Basically, if you think about how you do test manually, you go through checks.
For the example you gave, as a manual tester, you first make a note of the current balance. You then perform the action. Then you make a note of the ending balance. Then you subtract one from another. Then you check to see if that result = 100.
Translate that into an automated test.
1) Make note of the current balance -> Create a variable in your test and store the contents of the property of the on-screen component that contains the balance into that variable.
e.g.
var startingBalance;
startingBalance = Aliases.myApp.myForm.customerBalance.wText
2) Run the test
3) Record the ending balance after the test
e.g.
var endingBalance
endingBalance = Aliases.myApp.myForm.customerBalance.wText
4) Subtract the values and store the difference -> You'll need to convert the string on screen to an integer and subtract. Of course, if there are special symbols like $ or something for currency, you may need to peel those out. But, generically.
var balanceDifference
startingBalance = aqConvert.VarToInt(startingBalance)

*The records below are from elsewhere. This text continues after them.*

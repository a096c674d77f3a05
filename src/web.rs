//! Browser bindings: `web-sys` host, DOM-ready boot and exported entry points.
//!
//! SYSTEM CONTEXT
//! ==============
//! The generated documentation pages load this module once. On start it
//! waits for `DOMContentLoaded` (or runs at once if the document is already
//! parsed), classifies `<html>`, and subscribes to clicks on the switch
//! element when the page renders one. Each handler builds a fresh
//! [`Controller`] over a fresh [`WebHost`]; nothing is cached between events.

use log::{debug, warn};
use wasm_bindgen::JsCast;
use wasm_bindgen::prelude::*;
use web_sys::{Document, DocumentReadyState, Element, MediaQueryList, Storage, Window};

use crate::config::PaletteConfig;
use crate::consts::CONFIG_ATTRIBUTE;
use crate::controller::Controller;
use crate::host::{DocumentRoot, HostError, PreferenceStore, StorageOp, SystemAppearance};

#[cfg(all(test, target_arch = "wasm32"))]
#[path = "web_test.rs"]
mod web_test;

const LOG_LEVEL: log::Level = log::Level::Info;

// =============================================================================
// HOST
// =============================================================================

/// Host backed by the page's `window`, `localStorage` and `<html>` element.
pub struct WebHost {
    window: Window,
    document: Document,
}

impl WebHost {
    /// Bind to the current page. `None` outside a document context.
    #[must_use]
    pub fn new() -> Option<Self> {
        let window = web_sys::window()?;
        let document = window.document()?;
        Some(Self { window, document })
    }

    /// Config from the root's `data-palette-config` attribute, else defaults.
    #[must_use]
    pub fn config(&self) -> PaletteConfig {
        let Some(raw) = self.document.document_element().and_then(|el| el.get_attribute(CONFIG_ATTRIBUTE)) else {
            return PaletteConfig::default();
        };
        match PaletteConfig::from_json(&raw) {
            Ok(config) => config,
            Err(e) => {
                warn!("palette: ignoring {CONFIG_ATTRIBUTE}: {e}");
                PaletteConfig::default()
            }
        }
    }

    fn storage(&self) -> Result<Storage, HostError> {
        match self.window.local_storage() {
            Ok(Some(storage)) => Ok(storage),
            Ok(None) => Err(HostError::StorageUnavailable),
            Err(e) => {
                debug!("palette: localStorage access threw: {}", js_reason(&e));
                Err(HostError::StorageUnavailable)
            }
        }
    }

    fn root(&self) -> Result<Element, HostError> {
        self.document.document_element().ok_or(HostError::NoDocumentRoot)
    }
}

/// Message of a thrown JS value (`DOMException`s are `Error`s).
fn js_reason(value: &JsValue) -> String {
    if let Some(err) = value.dyn_ref::<js_sys::Error>() {
        return String::from(err.message());
    }
    value.as_string().unwrap_or_else(|| format!("{value:?}"))
}

fn storage_error(op: StorageOp, value: &JsValue) -> HostError {
    HostError::Storage { op, reason: js_reason(value) }
}

impl PreferenceStore for WebHost {
    fn load(&self, key: &str) -> Result<Option<String>, HostError> {
        self.storage()?.get_item(key).map_err(|e| storage_error(StorageOp::Read, &e))
    }

    fn save(&self, key: &str, value: &str) -> Result<(), HostError> {
        self.storage()?.set_item(key, value).map_err(|e| storage_error(StorageOp::Write, &e))
    }

    fn remove(&self, key: &str) -> Result<(), HostError> {
        self.storage()?.remove_item(key).map_err(|e| storage_error(StorageOp::Remove, &e))
    }
}

impl SystemAppearance for WebHost {
    fn prefers_dark(&self, query: &str) -> Result<bool, HostError> {
        match self.window.match_media(query) {
            Ok(Some(list)) => Ok(list.matches()),
            Ok(None) | Err(_) => Err(HostError::MediaQueryUnavailable),
        }
    }
}

impl DocumentRoot for WebHost {
    fn class_name(&self) -> Result<String, HostError> {
        Ok(self.root()?.class_name())
    }

    fn set_class_name(&self, class_name: &str) -> Result<(), HostError> {
        self.root()?.set_class_name(class_name);
        Ok(())
    }
}

// =============================================================================
// BOOT
// =============================================================================

fn page_controller() -> Option<Controller<WebHost>> {
    let Some(host) = WebHost::new() else {
        warn!("palette: no window or document");
        return None;
    };
    let config = host.config();
    Some(Controller::new(config, host))
}

/// Module start hook: install diagnostics and initialize on DOM ready.
#[wasm_bindgen(start)]
pub fn start() {
    console_error_panic_hook::set_once();
    if console_log::init_with_level(LOG_LEVEL).is_err() {
        debug!("palette: logger already installed");
    }

    let Some(host) = WebHost::new() else {
        return;
    };
    if host.document.ready_state() != DocumentReadyState::Loading {
        boot();
        return;
    }

    let cb = Closure::wrap(Box::new(boot) as Box<dyn FnMut()>);
    match host.document.add_event_listener_with_callback("DOMContentLoaded", cb.as_ref().unchecked_ref()) {
        Ok(()) => cb.forget(),
        Err(e) => warn!("palette: cannot wait for DOMContentLoaded: {}", js_reason(&e)),
    }
}

fn boot() {
    let Some(controller) = page_controller() else {
        return;
    };
    let palette = controller.initialize();
    debug!("palette: initialized as {palette}");
    wire_switch(&controller);
    if controller.config().follow_system {
        watch_system(&controller);
    }
}

/// Subscribe toggle clicks on the switch element, if the page has one.
///
/// Returns whether a listener was attached.
fn wire_switch(controller: &Controller<WebHost>) -> bool {
    let switch_id = &controller.config().switch_id;
    let Some(switch) = controller.host().document.get_element_by_id(switch_id) else {
        debug!("palette: no #{switch_id} element, toggle disabled");
        return false;
    };

    let cb = Closure::wrap(Box::new(|| {
        if let Some(controller) = page_controller() {
            controller.toggle();
        }
    }) as Box<dyn FnMut()>);
    match switch.add_event_listener_with_callback("click", cb.as_ref().unchecked_ref()) {
        Ok(()) => {
            cb.forget();
            true
        }
        Err(e) => {
            warn!("palette: cannot subscribe #{switch_id}: {}", js_reason(&e));
            false
        }
    }
}

/// Re-apply the system palette on appearance changes while nothing is stored.
///
/// Returns the watched query list, `None` when the query is unavailable.
fn watch_system(controller: &Controller<WebHost>) -> Option<MediaQueryList> {
    let query = &controller.config().dark_query;
    let list = match controller.host().window.match_media(query) {
        Ok(Some(list)) => list,
        Ok(None) | Err(_) => {
            warn!("palette: cannot watch {query}");
            return None;
        }
    };

    let cb = Closure::wrap(Box::new(|| {
        if let Some(controller) = page_controller() {
            controller.follow_system(controller.system().is_dark());
        }
    }) as Box<dyn FnMut()>);
    match list.add_event_listener_with_callback("change", cb.as_ref().unchecked_ref()) {
        Ok(()) => {
            cb.forget();
            Some(list)
        }
        Err(e) => {
            warn!("palette: cannot watch {query}: {}", js_reason(&e));
            None
        }
    }
}

// =============================================================================
// EXPORTS
// =============================================================================

/// Flip the palette as the switch would. Returns the new palette name.
#[wasm_bindgen(js_name = togglePalette)]
pub fn toggle_palette() -> Option<String> {
    page_controller().map(|c| c.toggle().as_str().to_owned())
}

/// Name of the palette classifying `<html>`, if recognized.
#[wasm_bindgen(js_name = currentPalette)]
pub fn current_palette() -> Option<String> {
    page_controller().and_then(|c| c.current()).map(|p| p.as_str().to_owned())
}

/// Drop the stored choice and follow the system again.
#[wasm_bindgen(js_name = resetPalette)]
pub fn reset_palette() -> Option<String> {
    page_controller().map(|c| c.reset().as_str().to_owned())
}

endingBalance = aqConvert.VarToInt(endingBalance)
balanceDifference = endingBalance - startingBalance
5) Now, check that difference for the desired amount.
if (balanceDifference = 100) then Log.Message("The test passed")
else Log.Error("The test failed")
Your job, as an automated tester, is to translate what you do in manual tests into code. What I've described above probably has some fine tuning that you could do to it, you could use property checkpoints in some way as well, but effectively, that's how you write an automated test.